# TASK BRIEF
The reply should be an exact transcription of every record.
━━━━━━━━━━━━━━━━━━━━━━━━━━━━━━
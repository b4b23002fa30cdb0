//! Cache store for approved passkeys.
//!
//! The store is advisory: a hit approves, but a miss or any store error only
//! means "no information" and never rejects a request on its own. Two
//! operations are consumed, each a single store command (or a two-command
//! pipeline for the write), so no cross-request locking is needed.

pub mod memory;
pub mod redis;

use std::sync::Arc;
use std::time::Duration;

use async_trait::async_trait;
use thiserror::Error;

use passgate_core::error::{PassgateError, Result};

pub use self::memory::MemorySetStore;
pub use self::redis::{parse_redis_url, RedisSetStore};

/// Store failures. Logged by callers, never surfaced to tracker clients.
#[derive(Debug, Error)]
pub enum StoreError {
    #[error("redis: {0}")]
    Redis(#[from] ::redis::RedisError),
    #[error("{0} timed out")]
    Timeout(&'static str),
}

/// Set membership with whole-set expiry.
#[async_trait]
pub trait SetStore: Send + Sync {
    /// Short label for logs and metrics.
    fn kind(&self) -> &'static str;

    async fn is_member(&self, set: &str, member: &str) -> std::result::Result<bool, StoreError>;

    /// Add `member` to `set`, then set/refresh the TTL of the whole set.
    async fn add_with_ttl(
        &self,
        set: &str,
        member: &str,
        ttl: Duration,
    ) -> std::result::Result<(), StoreError>;
}

/// Bound applied to a store operation when the config leaves it at 0.
pub const DEFAULT_STORE_TIMEOUT: Duration = Duration::from_millis(1000);

/// Per-operation bounds for network stores. Always finite.
#[derive(Debug, Clone, Copy)]
pub struct StoreTimeouts {
    pub read: Duration,
    pub write: Duration,
    pub connect: Duration,
}

impl Default for StoreTimeouts {
    fn default() -> Self {
        Self {
            read: DEFAULT_STORE_TIMEOUT,
            write: DEFAULT_STORE_TIMEOUT,
            connect: DEFAULT_STORE_TIMEOUT,
        }
    }
}

/// Parsed `redis_broker` value.
#[derive(Debug, Clone)]
pub enum StoreTarget {
    Memory,
    Redis(::redis::ConnectionInfo),
}

impl StoreTarget {
    pub fn parse(target: &str) -> Result<Self> {
        if target == "memory://" {
            return Ok(StoreTarget::Memory);
        }
        parse_redis_url(target).map(StoreTarget::Redis)
    }
}

/// Build the store selected by `redis_broker`. Connections are lazy, so an
/// unreachable Redis does not fail startup.
pub fn open_store(target: &str, timeouts: StoreTimeouts) -> Result<Arc<dyn SetStore>> {
    match StoreTarget::parse(target)? {
        StoreTarget::Memory => Ok(Arc::new(MemorySetStore::new())),
        StoreTarget::Redis(info) => {
            let store = RedisSetStore::new(info, timeouts)
                .map_err(|e| PassgateError::BadRequest(format!("redis client: {e}")))?;
            Ok(Arc::new(store))
        }
    }
}
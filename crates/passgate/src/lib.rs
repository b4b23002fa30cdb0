//! Top-level facade crate for passgate.
//!
//! Re-exports core types and the gateway library so users can depend on a single crate.

pub mod core {
    pub use passgate_core::*;
}

pub mod gateway {
    pub use passgate_gateway::*;
}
━━━━━━━━━━━━━━━━━━━━━━━━━━━━━━
# SOLVED EXERCISE
repository b4b23002fa30cdb0
//! Cache store for approved passkeys.
//!
//! The store is advisory: a hit approves, but a miss or any store error only
//! means "no information" and never rejects a request on its own. Two
//! operations are consumed, each a single store command (or a two-command
//! pipeline for the write), so no cross-request locking is needed.

pub mod memory;
pub mod redis;

use std::sync::Arc;
use std::time::Duration;

use async_trait::async_trait;
use thiserror::Error;

use passgate_core::error::{PassgateError, Result};

pub use self::memory::MemorySetStore;
pub use self::redis::{parse_redis_url, RedisSetStore};

/// Store failures. Logged by callers, never surfaced to tracker clients.
#[derive(Debug, Error)]
pub enum StoreError {
    #[error("redis: {0}")]
    Redis(#[from] ::redis::RedisError),
    #[error("{0} timed out")]
    Timeout(&'static str),
}

/// Set membership with whole-set expiry.
#[async_trait]
pub trait SetStore: Send + Sync {
    /// Short label for logs and metrics.
    fn kind(&self) -> &'static str;

    async fn is_member(&self, set: &str, member: &str) -> std::result::Result<bool, StoreError>;

    /// Add `member` to `set`, then set/refresh the TTL of the whole set.
    async fn add_with_ttl(
        &self,
        set: &str,
        member: &str,
        ttl: Duration,
    ) -> std::result::Result<(), StoreError>;
}

/// Bound applied to a store operation when the config leaves it at 0.
pub const DEFAULT_STORE_TIMEOUT: Duration = Duration::from_millis(1000);

/// Per-operation bounds for network stores. Always finite.
#[derive(Debug, Clone, Copy)]
pub struct StoreTimeouts {
    pub read: Duration,
    pub write: Duration,
    pub connect: Duration,
}

impl Default for StoreTimeouts {
    fn default() -> Self {
        Self {
            read: DEFAULT_STORE_TIMEOUT,
            write: DEFAULT_STORE_TIMEOUT,
            connect: DEFAULT_STORE_TIMEOUT,
        }
    }
}

/// Parsed `redis_broker` value.
#[derive(Debug, Clone)]
pub enum StoreTarget {
    Memory,
    Redis(::redis::ConnectionInfo),
}

impl StoreTarget {
    pub fn parse(target: &str) -> Result<Self> {
        if target == "memory://" {
            return Ok(StoreTarget::Memory);
        }
        parse_redis_url(target).map(StoreTarget::Redis)
    }
}

/// Build the store selected by `redis_broker`. Connections are lazy, so an
/// unreachable Redis does not fail startup.
pub fn open_store(target: &str, timeouts: StoreTimeouts) -> Result<Arc<dyn SetStore>> {
    match StoreTarget::parse(target)? {
        StoreTarget::Memory => Ok(Arc::new(MemorySetStore::new())),
        StoreTarget::Redis(info) => {
            let store = RedisSetStore::new(info, timeouts)
                .map_err(|e| PassgateError::BadRequest(format!("redis client: {e}")))?;
            Ok(Arc::new(store))
        }
    }
}
filename crates/passgate/src/lib.rs
repository b4b23002fa30cdb0
//! Top-level facade crate for passgate.
//!
//! Re-exports core types and the gateway library so users can depend on a single crate.

pub mod core {
    pub use passgate_core::*;
}

pub mod gateway {
    pub use passgate_gateway::*;
}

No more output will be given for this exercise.